By touching a table- or even wall-sized screen the user can navigate and zoom within a microscope sample in the same way as in a conventional microscope. Using the touch control it is possible to move from the natural size of the sample to a 1000-fold magnification, at which cells and even sub-cellular details can be seen.

“The sample viewing experience is like a combination of Google Maps and the user interface from the movie Minority Report”, said Johan Lundin, one of the creators of the method.

Biological samples are digitized using a microscopy scanner and stored on an image server. Samples displayed on the screen are then continuously read from the server over the internet and the size of a single sample can be up to 200 gigabytes.


“The multitouch microscope brings a new dimension into interactive teaching and the learning curve is practically zero as compared to conventional microscopy which can be quite challenging for students”, said Lundin.

The developers think that the method will revolutionize microscopy teaching where a group of students can stand around the display together with the teacher and examine the same sample. The multitouch microscope can recognize the hands of multiple users at the same time.

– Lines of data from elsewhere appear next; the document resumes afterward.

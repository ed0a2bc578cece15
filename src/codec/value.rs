//! Structured message values
//!
//! A [`Message`] is a typed record: a type identifier plus named
//! [`FieldValue`]s. Data sources hand these to the hub, and the publish path
//! builds them from plain JSON trees.

use std::collections::BTreeMap;

const NANOS_PER_SEC: i128 = 1_000_000_000;

/// A point in time split into whole seconds and nanoseconds
///
/// The split form is convention-free: the schema decides whether it is
/// exposed as `sec`/`nanosec` or `secs`/`nsecs`.
#[derive(Debug, Clone, Copy, PartialEq, Eq, PartialOrd, Ord, Default, Hash)]
pub struct Time {
    pub sec: i64,
    pub nanosec: u32,
}

impl Time {
    pub fn new(sec: i64, nanosec: u32) -> Self {
        Self::normalized(sec, nanosec as i64)
    }

    /// Build a time from parts that may overflow the nanosecond range
    pub fn normalized(sec: i64, nanosec: i64) -> Self {
        let total = sec as i128 * NANOS_PER_SEC + nanosec as i128;
        let sec = total.div_euclid(NANOS_PER_SEC);
        let nanosec = total.rem_euclid(NANOS_PER_SEC);
        Self {
            sec: sec.clamp(i64::MIN as i128, i64::MAX as i128) as i64,
            nanosec: nanosec as u32,
        }
    }

    /// Current wall-clock time
    pub fn now() -> Self {
        let now = chrono::Utc::now();
        Self {
            sec: now.timestamp(),
            nanosec: now.timestamp_subsec_nanos(),
        }
    }

    pub fn from_secs_f64(secs: f64) -> Self {
        if !secs.is_finite() {
            return Self::default();
        }
        let whole = secs.floor();
        let nanos = ((secs - whole) * 1e9).round() as i64;
        Self::normalized(whole as i64, nanos)
    }

    pub fn as_secs_f64(&self) -> f64 {
        self.sec as f64 + self.nanosec as f64 / 1e9
    }
}

/// A single field value of a structured message
#[derive(Debug, Clone, PartialEq)]
pub enum FieldValue {
    Bool(bool),
    Int(i64),
    UInt(u64),
    Float(f64),
    String(String),
    /// Opaque byte payload (images, point clouds)
    Bytes(Vec<u8>),
    Time(Time),
    Message(Message),
    Array(Vec<FieldValue>),
    /// Plain value kept as-is because its type could not be determined
    Raw(serde_json::Value),
}

impl From<bool> for FieldValue {
    fn from(v: bool) -> Self {
        FieldValue::Bool(v)
    }
}

impl From<i64> for FieldValue {
    fn from(v: i64) -> Self {
        FieldValue::Int(v)
    }
}

impl From<u64> for FieldValue {
    fn from(v: u64) -> Self {
        FieldValue::UInt(v)
    }
}

impl From<f64> for FieldValue {
    fn from(v: f64) -> Self {
        FieldValue::Float(v)
    }
}

impl From<&str> for FieldValue {
    fn from(v: &str) -> Self {
        FieldValue::String(v.to_string())
    }
}

impl From<String> for FieldValue {
    fn from(v: String) -> Self {
        FieldValue::String(v)
    }
}

impl From<Time> for FieldValue {
    fn from(v: Time) -> Self {
        FieldValue::Time(v)
    }
}

impl From<Message> for FieldValue {
    fn from(v: Message) -> Self {
        FieldValue::Message(v)
    }
}

impl From<Vec<FieldValue>> for FieldValue {
    fn from(v: Vec<FieldValue>) -> Self {
        FieldValue::Array(v)
    }
}

/// A typed, structured message
#[derive(Debug, Clone, PartialEq, Default)]
pub struct Message {
    type_id: String,
    fields: BTreeMap<String, FieldValue>,
}

impl Message {
    pub fn new(type_id: impl Into<String>) -> Self {
        Self {
            type_id: type_id.into(),
            fields: BTreeMap::new(),
        }
    }

    /// Builder-style field assignment
    pub fn with(mut self, name: impl Into<String>, value: impl Into<FieldValue>) -> Self {
        self.fields.insert(name.into(), value.into());
        self
    }

    pub fn set(&mut self, name: impl Into<String>, value: impl Into<FieldValue>) {
        self.fields.insert(name.into(), value.into());
    }

    pub fn get(&self, name: &str) -> Option<&FieldValue> {
        self.fields.get(name)
    }

    pub fn get_mut(&mut self, name: &str) -> Option<&mut FieldValue> {
        self.fields.get_mut(name)
    }

    pub fn type_id(&self) -> &str {
        &self.type_id
    }

    pub fn fields(&self) -> &BTreeMap<String, FieldValue> {
        &self.fields
    }

    pub fn len(&self) -> usize {
        self.fields.len()
    }

    pub fn is_empty(&self) -> bool {
        self.fields.is_empty()
    }
}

“At scientific meetings this technology is excellent in a situation where a group of users need to simultaneously view a microscopy sample, for example when a consensus needs to be reached concerning a new disease entity or a rare case”, said Lundin.

Although the technologies used to make the WebMicroscope are well known, this is the first case where they were combined in order to improve the interactivity and end results, as well as collaboration among its users.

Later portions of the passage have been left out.